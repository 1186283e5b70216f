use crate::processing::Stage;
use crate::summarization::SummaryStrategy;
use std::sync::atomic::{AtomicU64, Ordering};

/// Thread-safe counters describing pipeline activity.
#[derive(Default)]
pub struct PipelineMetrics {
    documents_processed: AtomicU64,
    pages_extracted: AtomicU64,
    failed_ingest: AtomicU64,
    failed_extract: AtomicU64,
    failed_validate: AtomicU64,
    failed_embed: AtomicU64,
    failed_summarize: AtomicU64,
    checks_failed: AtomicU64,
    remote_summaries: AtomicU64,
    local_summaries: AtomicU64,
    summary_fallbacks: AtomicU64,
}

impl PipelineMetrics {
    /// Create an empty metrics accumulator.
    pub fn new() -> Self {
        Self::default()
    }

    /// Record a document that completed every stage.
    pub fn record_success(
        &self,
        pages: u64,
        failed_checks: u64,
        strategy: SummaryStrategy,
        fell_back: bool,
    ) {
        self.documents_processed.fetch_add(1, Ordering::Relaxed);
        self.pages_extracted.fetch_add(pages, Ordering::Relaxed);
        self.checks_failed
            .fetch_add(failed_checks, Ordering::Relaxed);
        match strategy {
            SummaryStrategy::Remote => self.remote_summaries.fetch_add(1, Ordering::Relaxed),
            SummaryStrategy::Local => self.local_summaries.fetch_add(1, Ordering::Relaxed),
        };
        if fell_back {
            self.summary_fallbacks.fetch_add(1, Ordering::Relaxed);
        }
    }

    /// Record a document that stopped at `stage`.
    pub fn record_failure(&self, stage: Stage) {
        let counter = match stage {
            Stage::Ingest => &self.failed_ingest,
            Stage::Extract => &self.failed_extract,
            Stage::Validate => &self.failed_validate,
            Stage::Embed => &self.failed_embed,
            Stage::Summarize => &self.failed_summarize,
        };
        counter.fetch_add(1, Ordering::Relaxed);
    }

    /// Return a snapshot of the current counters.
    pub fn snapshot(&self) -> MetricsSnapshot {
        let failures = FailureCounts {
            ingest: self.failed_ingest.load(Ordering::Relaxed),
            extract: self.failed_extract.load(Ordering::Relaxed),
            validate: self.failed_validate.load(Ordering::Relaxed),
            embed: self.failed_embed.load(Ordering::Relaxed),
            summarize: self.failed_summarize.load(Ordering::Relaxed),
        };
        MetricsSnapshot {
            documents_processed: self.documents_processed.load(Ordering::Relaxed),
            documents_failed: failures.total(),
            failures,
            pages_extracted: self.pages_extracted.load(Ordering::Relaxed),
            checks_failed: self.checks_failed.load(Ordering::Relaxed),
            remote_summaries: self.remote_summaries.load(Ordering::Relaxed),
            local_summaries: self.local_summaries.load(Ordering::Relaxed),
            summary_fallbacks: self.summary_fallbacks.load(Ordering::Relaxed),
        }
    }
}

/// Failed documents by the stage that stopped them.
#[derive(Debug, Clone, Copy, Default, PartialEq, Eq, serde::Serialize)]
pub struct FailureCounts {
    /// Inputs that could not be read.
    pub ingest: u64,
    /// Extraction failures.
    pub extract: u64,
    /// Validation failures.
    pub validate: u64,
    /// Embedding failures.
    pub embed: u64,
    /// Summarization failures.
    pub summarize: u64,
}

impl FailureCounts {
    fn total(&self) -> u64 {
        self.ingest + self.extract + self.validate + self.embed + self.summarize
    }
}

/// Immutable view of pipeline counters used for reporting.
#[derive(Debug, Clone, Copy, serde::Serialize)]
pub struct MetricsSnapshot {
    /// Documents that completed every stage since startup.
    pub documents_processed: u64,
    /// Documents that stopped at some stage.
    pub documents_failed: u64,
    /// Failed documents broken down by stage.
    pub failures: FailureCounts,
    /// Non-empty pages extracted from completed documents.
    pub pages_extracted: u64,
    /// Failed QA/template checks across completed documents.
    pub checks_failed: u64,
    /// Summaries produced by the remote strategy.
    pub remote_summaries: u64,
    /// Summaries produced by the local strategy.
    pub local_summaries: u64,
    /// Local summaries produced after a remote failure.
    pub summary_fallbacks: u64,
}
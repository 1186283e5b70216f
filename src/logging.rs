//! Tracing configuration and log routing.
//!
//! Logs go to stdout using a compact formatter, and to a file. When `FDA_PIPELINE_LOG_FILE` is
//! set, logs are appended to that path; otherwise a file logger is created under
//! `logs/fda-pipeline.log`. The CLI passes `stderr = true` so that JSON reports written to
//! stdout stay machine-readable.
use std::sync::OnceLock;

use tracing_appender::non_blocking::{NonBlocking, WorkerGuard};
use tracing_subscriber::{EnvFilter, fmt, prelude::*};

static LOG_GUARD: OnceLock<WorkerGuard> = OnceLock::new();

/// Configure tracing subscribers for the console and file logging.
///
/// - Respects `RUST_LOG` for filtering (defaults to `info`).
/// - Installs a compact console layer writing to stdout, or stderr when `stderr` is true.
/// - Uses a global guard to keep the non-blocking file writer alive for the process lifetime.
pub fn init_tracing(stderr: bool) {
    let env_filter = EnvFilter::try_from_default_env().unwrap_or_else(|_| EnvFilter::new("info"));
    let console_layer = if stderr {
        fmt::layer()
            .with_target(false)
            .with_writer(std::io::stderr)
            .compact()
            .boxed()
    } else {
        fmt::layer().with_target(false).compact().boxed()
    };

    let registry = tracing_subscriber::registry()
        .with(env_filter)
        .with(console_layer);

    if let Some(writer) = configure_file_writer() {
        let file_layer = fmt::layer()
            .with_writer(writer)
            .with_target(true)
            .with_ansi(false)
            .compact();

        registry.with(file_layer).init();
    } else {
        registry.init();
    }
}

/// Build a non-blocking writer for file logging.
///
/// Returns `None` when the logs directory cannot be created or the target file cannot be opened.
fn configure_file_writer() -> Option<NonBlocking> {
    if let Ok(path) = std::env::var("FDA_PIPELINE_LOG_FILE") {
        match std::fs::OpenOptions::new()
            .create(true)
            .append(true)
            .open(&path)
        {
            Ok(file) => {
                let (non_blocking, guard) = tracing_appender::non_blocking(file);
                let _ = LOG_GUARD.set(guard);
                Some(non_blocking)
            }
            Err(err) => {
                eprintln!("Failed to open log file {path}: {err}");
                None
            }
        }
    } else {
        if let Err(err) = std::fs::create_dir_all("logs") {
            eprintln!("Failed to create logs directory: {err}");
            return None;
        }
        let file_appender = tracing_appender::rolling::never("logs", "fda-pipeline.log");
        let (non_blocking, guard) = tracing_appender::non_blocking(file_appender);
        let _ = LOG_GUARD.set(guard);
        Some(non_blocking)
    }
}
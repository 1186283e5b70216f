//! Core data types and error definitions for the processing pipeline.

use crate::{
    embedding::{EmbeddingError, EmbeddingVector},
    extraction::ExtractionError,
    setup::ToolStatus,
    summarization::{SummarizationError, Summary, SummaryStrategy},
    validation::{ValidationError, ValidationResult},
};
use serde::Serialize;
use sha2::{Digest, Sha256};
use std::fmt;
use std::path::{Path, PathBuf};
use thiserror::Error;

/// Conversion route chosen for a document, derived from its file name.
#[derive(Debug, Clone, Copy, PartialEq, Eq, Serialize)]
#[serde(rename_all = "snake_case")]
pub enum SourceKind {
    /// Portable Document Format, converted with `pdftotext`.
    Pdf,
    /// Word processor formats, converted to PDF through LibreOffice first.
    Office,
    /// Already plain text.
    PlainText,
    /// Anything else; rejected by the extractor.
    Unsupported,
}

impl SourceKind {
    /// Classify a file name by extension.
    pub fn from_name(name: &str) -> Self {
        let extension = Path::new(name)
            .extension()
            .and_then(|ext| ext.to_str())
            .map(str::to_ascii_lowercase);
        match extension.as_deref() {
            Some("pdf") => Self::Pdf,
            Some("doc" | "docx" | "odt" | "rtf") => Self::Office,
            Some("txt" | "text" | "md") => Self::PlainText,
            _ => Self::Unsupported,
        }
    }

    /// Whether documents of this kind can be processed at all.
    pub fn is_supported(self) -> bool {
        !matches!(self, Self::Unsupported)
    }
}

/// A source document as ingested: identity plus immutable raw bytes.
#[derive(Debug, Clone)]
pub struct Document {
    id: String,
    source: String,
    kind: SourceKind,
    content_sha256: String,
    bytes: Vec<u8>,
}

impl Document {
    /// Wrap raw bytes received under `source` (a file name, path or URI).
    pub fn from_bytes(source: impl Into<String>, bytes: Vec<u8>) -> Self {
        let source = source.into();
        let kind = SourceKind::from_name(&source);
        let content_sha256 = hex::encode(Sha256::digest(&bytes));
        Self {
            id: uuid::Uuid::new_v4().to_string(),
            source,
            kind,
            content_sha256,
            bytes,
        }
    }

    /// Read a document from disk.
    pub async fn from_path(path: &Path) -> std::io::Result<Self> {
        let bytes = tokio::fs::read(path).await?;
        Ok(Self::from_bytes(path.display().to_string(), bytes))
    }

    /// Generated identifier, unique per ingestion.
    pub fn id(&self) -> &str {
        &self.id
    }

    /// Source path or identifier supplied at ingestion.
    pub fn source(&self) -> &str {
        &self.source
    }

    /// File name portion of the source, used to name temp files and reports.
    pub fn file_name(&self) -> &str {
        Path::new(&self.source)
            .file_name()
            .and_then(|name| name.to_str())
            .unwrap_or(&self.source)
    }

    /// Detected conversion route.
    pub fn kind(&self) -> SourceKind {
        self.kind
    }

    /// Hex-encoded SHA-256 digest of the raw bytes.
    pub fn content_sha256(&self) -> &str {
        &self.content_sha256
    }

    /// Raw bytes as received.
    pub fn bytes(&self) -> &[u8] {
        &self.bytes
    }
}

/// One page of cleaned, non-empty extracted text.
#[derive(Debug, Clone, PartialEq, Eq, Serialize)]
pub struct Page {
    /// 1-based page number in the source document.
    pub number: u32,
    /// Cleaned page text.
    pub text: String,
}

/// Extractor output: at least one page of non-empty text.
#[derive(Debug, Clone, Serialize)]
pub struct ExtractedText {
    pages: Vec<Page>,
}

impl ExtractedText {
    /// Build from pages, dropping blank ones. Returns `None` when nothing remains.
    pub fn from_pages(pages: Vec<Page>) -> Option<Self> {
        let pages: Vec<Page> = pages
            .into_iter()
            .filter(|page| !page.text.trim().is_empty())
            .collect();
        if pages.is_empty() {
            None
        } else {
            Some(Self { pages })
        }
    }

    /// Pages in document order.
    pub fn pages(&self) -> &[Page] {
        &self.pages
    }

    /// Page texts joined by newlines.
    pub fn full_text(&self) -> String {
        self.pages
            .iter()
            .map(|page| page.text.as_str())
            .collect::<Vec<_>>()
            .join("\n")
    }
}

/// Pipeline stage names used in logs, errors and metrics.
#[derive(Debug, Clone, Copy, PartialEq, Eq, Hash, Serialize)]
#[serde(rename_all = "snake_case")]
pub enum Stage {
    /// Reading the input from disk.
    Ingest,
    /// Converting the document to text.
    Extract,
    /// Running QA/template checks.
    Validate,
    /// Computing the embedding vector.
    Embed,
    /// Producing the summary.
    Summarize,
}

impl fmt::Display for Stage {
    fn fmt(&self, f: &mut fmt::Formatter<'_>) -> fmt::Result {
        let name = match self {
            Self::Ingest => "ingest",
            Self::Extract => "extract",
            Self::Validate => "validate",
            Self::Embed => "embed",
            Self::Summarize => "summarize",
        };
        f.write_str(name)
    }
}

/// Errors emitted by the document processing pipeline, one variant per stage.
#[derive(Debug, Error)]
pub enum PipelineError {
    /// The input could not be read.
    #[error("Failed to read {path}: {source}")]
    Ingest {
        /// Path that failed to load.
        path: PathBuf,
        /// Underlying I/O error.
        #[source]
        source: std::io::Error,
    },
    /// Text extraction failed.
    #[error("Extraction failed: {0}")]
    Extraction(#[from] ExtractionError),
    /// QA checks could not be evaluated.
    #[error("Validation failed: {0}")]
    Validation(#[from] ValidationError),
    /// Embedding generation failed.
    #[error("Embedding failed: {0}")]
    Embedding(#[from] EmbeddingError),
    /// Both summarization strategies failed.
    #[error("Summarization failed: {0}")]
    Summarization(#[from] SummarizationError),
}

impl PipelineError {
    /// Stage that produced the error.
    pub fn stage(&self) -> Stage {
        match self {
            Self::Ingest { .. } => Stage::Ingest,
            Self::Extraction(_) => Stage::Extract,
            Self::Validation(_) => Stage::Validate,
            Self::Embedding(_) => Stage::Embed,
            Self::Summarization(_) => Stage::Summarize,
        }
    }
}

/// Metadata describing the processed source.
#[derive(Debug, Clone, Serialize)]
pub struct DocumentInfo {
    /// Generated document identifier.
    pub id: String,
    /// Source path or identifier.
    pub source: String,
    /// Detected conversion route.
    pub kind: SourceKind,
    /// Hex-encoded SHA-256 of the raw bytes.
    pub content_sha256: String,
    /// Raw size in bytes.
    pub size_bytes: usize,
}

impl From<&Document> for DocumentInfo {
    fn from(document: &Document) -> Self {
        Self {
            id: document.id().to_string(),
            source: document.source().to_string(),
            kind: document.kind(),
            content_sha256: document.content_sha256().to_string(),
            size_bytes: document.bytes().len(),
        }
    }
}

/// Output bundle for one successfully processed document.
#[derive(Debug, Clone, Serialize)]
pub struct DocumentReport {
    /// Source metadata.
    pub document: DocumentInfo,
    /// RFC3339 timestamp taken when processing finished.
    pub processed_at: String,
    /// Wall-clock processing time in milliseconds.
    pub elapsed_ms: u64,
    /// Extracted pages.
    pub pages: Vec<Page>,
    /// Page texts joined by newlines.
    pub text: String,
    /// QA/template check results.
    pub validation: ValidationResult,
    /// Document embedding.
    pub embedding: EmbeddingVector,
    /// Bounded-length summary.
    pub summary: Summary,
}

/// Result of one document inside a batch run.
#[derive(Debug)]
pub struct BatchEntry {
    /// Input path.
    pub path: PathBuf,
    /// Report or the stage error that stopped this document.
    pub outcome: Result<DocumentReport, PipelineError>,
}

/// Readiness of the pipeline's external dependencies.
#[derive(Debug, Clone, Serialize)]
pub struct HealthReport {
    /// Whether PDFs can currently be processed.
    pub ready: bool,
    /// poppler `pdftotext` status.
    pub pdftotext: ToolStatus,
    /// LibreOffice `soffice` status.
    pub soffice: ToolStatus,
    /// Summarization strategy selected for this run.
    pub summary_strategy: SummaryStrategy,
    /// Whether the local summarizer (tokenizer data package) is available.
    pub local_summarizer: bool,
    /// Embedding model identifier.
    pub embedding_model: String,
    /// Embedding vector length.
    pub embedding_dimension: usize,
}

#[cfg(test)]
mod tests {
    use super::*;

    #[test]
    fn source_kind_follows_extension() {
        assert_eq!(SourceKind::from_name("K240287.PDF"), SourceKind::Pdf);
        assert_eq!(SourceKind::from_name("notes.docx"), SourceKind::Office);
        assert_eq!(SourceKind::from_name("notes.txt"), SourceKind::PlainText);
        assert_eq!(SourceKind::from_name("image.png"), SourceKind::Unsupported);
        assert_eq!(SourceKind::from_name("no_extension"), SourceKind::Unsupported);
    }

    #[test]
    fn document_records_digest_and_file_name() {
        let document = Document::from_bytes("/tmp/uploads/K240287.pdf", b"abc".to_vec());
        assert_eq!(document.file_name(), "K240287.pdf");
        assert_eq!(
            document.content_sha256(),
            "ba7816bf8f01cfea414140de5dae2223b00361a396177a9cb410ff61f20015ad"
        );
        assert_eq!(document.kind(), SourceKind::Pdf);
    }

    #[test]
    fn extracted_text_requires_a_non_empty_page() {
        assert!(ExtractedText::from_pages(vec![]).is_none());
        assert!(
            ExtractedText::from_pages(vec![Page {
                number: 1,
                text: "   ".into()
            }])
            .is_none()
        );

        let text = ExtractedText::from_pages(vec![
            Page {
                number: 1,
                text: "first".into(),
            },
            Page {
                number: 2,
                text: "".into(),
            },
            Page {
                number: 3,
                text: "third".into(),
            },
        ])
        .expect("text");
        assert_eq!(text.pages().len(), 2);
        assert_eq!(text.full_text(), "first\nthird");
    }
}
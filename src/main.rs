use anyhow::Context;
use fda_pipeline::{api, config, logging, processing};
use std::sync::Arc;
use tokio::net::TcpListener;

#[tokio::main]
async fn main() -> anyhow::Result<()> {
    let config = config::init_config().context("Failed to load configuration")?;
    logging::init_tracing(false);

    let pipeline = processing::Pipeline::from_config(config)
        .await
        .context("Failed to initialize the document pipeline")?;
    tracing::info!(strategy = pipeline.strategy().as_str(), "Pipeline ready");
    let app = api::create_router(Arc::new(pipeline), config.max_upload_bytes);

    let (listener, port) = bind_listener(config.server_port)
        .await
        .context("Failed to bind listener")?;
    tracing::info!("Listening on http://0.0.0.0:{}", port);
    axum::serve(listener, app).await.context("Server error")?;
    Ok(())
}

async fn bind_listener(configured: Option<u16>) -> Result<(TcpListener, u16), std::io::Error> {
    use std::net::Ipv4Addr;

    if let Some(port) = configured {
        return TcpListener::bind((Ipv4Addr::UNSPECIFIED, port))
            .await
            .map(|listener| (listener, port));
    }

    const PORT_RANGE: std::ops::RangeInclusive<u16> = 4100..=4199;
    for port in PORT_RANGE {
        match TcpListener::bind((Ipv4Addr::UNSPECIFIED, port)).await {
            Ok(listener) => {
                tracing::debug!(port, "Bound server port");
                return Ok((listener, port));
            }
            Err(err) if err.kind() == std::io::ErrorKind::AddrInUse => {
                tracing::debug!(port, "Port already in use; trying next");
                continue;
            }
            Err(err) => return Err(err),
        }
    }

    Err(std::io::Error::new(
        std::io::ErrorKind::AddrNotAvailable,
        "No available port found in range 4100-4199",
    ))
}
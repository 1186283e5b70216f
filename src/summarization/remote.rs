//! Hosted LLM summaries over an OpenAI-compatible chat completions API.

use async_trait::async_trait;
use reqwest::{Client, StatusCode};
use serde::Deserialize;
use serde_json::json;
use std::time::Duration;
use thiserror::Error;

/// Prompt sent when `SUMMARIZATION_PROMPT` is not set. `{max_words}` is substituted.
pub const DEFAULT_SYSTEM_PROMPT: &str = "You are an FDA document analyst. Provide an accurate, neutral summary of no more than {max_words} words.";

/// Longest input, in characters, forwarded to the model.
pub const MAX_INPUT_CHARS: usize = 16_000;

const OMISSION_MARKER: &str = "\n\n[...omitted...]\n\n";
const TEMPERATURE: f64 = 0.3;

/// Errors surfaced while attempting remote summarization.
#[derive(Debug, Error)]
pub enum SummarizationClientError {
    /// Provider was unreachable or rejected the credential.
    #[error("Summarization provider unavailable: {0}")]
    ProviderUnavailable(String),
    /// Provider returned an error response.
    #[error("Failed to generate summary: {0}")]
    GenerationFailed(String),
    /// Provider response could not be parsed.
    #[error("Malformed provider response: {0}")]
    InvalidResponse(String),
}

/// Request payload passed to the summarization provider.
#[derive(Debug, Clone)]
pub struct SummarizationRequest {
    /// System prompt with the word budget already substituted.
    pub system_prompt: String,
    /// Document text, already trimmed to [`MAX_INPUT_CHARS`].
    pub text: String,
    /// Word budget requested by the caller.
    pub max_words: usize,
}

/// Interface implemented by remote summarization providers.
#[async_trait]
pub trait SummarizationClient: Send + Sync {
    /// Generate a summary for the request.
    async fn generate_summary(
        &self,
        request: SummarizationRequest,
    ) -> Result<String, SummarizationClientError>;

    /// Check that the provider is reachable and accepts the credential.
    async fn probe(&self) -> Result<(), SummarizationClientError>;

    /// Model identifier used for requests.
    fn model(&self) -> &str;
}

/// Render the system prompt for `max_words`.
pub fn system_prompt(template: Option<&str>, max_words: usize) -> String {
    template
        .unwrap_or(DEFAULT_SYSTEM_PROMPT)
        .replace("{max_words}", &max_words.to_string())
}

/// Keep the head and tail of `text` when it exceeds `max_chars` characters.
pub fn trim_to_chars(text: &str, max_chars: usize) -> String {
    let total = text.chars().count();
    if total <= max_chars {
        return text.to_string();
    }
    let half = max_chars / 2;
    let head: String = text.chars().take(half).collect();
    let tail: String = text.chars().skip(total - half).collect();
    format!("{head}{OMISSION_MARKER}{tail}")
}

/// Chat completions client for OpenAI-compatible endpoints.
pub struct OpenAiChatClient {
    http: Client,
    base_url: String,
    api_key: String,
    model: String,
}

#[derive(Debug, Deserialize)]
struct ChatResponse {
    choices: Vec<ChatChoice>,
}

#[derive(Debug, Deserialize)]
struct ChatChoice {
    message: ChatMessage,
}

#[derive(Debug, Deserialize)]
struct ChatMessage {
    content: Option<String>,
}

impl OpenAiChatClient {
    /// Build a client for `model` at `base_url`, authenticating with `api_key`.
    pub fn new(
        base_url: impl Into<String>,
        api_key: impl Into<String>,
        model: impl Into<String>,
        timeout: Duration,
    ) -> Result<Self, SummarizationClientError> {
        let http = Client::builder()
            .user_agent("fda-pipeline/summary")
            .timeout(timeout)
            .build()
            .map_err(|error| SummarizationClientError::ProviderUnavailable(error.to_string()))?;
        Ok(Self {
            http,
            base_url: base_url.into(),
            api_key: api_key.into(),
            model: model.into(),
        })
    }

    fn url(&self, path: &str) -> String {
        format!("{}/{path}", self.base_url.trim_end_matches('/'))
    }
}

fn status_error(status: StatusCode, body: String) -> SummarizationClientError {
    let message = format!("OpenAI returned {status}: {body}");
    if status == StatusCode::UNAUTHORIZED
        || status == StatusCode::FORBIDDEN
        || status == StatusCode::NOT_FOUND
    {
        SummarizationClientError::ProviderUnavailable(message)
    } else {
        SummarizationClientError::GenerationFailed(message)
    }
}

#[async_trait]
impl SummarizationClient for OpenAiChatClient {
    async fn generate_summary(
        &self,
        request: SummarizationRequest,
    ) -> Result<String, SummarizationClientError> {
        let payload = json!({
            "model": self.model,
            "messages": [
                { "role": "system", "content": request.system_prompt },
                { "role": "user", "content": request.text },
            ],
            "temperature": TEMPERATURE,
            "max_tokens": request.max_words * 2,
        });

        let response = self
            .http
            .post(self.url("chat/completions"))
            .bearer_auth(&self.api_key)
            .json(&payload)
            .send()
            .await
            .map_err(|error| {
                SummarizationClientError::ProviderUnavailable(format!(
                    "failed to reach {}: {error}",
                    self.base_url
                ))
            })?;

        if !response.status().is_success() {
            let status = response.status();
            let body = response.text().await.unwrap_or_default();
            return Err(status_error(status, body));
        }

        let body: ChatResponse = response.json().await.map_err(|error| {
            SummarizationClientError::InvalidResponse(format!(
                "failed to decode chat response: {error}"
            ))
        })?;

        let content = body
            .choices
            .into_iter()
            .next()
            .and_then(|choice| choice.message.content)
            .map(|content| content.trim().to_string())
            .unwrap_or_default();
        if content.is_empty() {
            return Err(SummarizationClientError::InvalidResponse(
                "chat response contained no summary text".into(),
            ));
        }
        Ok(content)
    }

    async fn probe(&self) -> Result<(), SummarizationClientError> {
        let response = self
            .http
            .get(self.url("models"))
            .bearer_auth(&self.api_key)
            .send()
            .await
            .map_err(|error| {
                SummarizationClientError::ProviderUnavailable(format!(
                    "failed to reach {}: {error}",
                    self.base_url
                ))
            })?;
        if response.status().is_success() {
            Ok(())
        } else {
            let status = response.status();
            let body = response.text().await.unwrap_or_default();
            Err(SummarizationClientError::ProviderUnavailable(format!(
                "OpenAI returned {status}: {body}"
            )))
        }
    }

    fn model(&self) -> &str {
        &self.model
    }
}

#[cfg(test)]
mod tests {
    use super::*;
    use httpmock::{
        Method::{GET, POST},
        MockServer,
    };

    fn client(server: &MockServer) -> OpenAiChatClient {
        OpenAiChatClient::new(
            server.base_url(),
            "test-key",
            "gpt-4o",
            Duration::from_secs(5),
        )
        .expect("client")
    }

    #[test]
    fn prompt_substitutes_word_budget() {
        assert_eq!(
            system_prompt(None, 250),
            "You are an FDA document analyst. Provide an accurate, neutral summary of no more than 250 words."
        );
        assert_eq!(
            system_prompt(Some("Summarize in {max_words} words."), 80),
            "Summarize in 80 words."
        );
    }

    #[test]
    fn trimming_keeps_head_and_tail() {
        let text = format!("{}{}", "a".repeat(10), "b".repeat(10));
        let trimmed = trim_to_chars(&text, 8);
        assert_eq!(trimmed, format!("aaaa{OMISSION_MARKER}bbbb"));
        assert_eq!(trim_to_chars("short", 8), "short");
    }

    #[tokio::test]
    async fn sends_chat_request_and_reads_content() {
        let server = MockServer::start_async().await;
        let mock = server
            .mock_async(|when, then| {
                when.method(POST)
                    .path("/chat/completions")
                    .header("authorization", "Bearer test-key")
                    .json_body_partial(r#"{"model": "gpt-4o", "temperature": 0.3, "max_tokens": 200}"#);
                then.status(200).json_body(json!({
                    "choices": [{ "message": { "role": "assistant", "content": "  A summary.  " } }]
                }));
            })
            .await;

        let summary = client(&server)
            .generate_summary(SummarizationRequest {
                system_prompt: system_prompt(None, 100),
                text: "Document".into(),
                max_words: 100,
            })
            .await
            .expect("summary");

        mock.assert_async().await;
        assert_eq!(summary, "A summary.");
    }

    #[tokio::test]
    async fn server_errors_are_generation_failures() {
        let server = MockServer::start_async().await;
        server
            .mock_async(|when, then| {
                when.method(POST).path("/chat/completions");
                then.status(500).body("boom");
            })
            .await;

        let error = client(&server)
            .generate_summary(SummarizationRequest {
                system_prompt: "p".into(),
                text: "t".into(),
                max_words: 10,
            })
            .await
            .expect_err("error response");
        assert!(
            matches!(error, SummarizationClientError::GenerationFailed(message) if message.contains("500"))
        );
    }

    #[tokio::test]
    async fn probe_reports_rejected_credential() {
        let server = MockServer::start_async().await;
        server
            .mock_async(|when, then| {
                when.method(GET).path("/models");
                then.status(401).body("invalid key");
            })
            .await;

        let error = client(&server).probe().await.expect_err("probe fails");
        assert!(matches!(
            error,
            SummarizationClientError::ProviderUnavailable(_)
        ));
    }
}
= = = =
- Task to carry out -
Copy from the entries only those lines that hold the word "LibreOffice".

- Exercise response -
    /// Word processor formats, converted to PDF through LibreOffice first.
    /// LibreOffice `soffice` status.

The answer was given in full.